Julio Torres: My favorite part of Galaxies is that it allows me to immerse myself in the Star Wars universe like nothing else can at any time, all the time. In addition to that aspect, I would say the amount of depth Galaxies offers in terms of the game itself is simply amazing and provides near-endless gameplay and fun experiences.
MMORPG.com: With a couple of expansions now under your belts, how does Galaxies appeal to the “new player” without having them feel lost or somehow behind other players?

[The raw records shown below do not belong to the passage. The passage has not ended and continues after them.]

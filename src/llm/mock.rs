//! Mock LLM 客户端（用于测试，无需 API）
//!
//! 按脚本顺序返回回复，并记录每次调用的模型与消息，便于断言重试次数与反馈提示。

use std::collections::VecDeque;
use std::sync::Mutex;
use std::time::Duration;

use async_trait::async_trait;
use tokio_util::sync::CancellationToken;

use crate::llm::{GenerationBudget, LlmClient, LlmError};
use crate::memory::{Message, Role};

/// 单次脚本回复
#[derive(Debug, Clone)]
pub enum MockReply {
    Text(String),
    Fail(LlmError),
    /// 一直挂起直到令牌取消
    Hang,
    Delayed(Duration, String),
}

/// 一次被记录的调用
#[derive(Debug, Clone)]
pub struct RecordedCall {
    pub model_id: String,
    pub messages: Vec<Message>,
}

impl RecordedCall {
    /// 最后一条 user 消息内容（结构化任务的 prompt 即在此）
    pub fn last_user_text(&self) -> String {
        self.messages
            .iter()
            .rev()
            .find(|m| m.role == Role::User)
            .map(|m| m.text())
            .unwrap_or_default()
    }

    pub fn system_text(&self) -> String {
        self.messages
            .iter()
            .filter(|m| m.role == Role::System)
            .map(|m| m.text())
            .collect::<Vec<_>>()
            .join("\n")
    }
}

/// 脚本化 Mock 客户端
#[derive(Debug, Default)]
pub struct MockLlmClient {
    replies: Mutex<VecDeque<MockReply>>,
    default_reply: Option<MockReply>,
    calls: Mutex<Vec<RecordedCall>>,
}

impl MockLlmClient {
    pub fn new() -> Self {
        Self::default()
    }

    /// 脚本耗尽后的默认回复
    pub fn with_default(mut self, reply: MockReply) -> Self {
        self.default_reply = Some(reply);
        self
    }

    pub fn push(&self, reply: MockReply) -> &Self {
        if let Ok(mut q) = self.replies.lock() {
            q.push_back(reply);
        }
        self
    }

    pub fn push_text(&self, text: impl Into<String>) -> &Self {
        self.push(MockReply::Text(text.into()))
    }

    pub fn calls(&self) -> Vec<RecordedCall> {
        self.calls.lock().map(|c| c.clone()).unwrap_or_default()
    }

    pub fn call_count(&self) -> usize {
        self.calls.lock().map(|c| c.len()).unwrap_or(0)
    }

    fn next_reply(&self) -> Option<MockReply> {
        let scripted = self.replies.lock().ok().and_then(|mut q| q.pop_front());
        scripted.or_else(|| self.default_reply.clone())
    }
}

#[async_trait]
impl LlmClient for MockLlmClient {
    async fn complete(
        &self,
        model_id: &str,
        messages: &[Message],
        _budget: GenerationBudget,
        cancel: &CancellationToken,
    ) -> Result<String, LlmError> {
        if let Ok(mut calls) = self.calls.lock() {
            calls.push(RecordedCall {
                model_id: model_id.to_string(),
                messages: messages.to_vec(),
            });
        }
        if cancel.is_cancelled() {
            return Err(LlmError::Cancelled);
        }

        match self.next_reply() {
            Some(MockReply::Text(text)) => Ok(text),
            Some(MockReply::Fail(err)) => Err(err),
            Some(MockReply::Hang) => {
                cancel.cancelled().await;
                Err(LlmError::Cancelled)
            }
            Some(MockReply::Delayed(delay, text)) => {
                tokio::select! {
                    _ = cancel.cancelled() => Err(LlmError::Cancelled),
                    _ = tokio::time::sleep(delay) => Ok(text),
                }
            }
            None => Err(LlmError::Transport("mock script exhausted".to_string())),
        }
    }
}

#[cfg(test)]
mod tests {
    use super::*;

    fn budget() -> GenerationBudget {
        GenerationBudget { max_output_tokens: 64 }
    }

    #[tokio::test]
    async fn test_scripted_order_and_recording() {
        let mock = MockLlmClient::new();
        mock.push_text("first").push(MockReply::Fail(LlmError::Timeout));
        let token = CancellationToken::new();
        let msgs = [Message::user("hi")];

        assert_eq!(mock.complete("m", &msgs, budget(), &token).await.unwrap(), "first");
        assert_eq!(
            mock.complete("m", &msgs, budget(), &token).await,
            Err(LlmError::Timeout)
        );
        assert!(mock.complete("m", &msgs, budget(), &token).await.is_err());
        assert_eq!(mock.call_count(), 3);
        assert_eq!(mock.calls()[0].last_user_text(), "hi");
    }

    #[tokio::test]
    async fn test_hang_until_cancelled() {
        let mock = MockLlmClient::new();
        mock.push(MockReply::Hang);
        let token = CancellationToken::new();
        let trigger = token.clone();
        tokio::spawn(async move {
            tokio::time::sleep(Duration::from_millis(10)).await;
            trigger.cancel();
        });
        let res = mock.complete("m", &[Message::user("x")], budget(), &token).await;
        assert_eq!(res, Err(LlmError::Cancelled));
    }

    #[tokio::test]
    async fn test_structured_default_impl() {
        let mock = MockLlmClient::new();
        mock.push_text("```json\n{\"ok\": true}\n```");
        let token = CancellationToken::new();
        let v = mock
            .complete_structured("m", "give json", &serde_json::json!({"type": "object"}), budget(), &token)
            .await
            .unwrap();
        assert_eq!(v["ok"], true);
        assert!(mock.calls()[0].system_text().contains("JSON Schema"));
    }
}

Julio Torres: This has definitely been a challenge for our game in the past, but has come a long way, especially in terms of directing the player to what they need to be doing early-on. The first experience a player has with a game is incredibly important in terms of design because it is within this initial time frame that a player decides whether they will continue playing the game or move-on to something else. Knowing how important it is to put your best foot forward as early as possible, we are constantly looking for ways to make the game more accessible to more players and improve the overall experience.
[foreboding]
That being said, we actually have some very exciting things in the works right now to help accomplish this. Stay tuned.
MMORPG.com: With Trials of Obi-Wan now nearly on the shelves, what is next for Galaxies?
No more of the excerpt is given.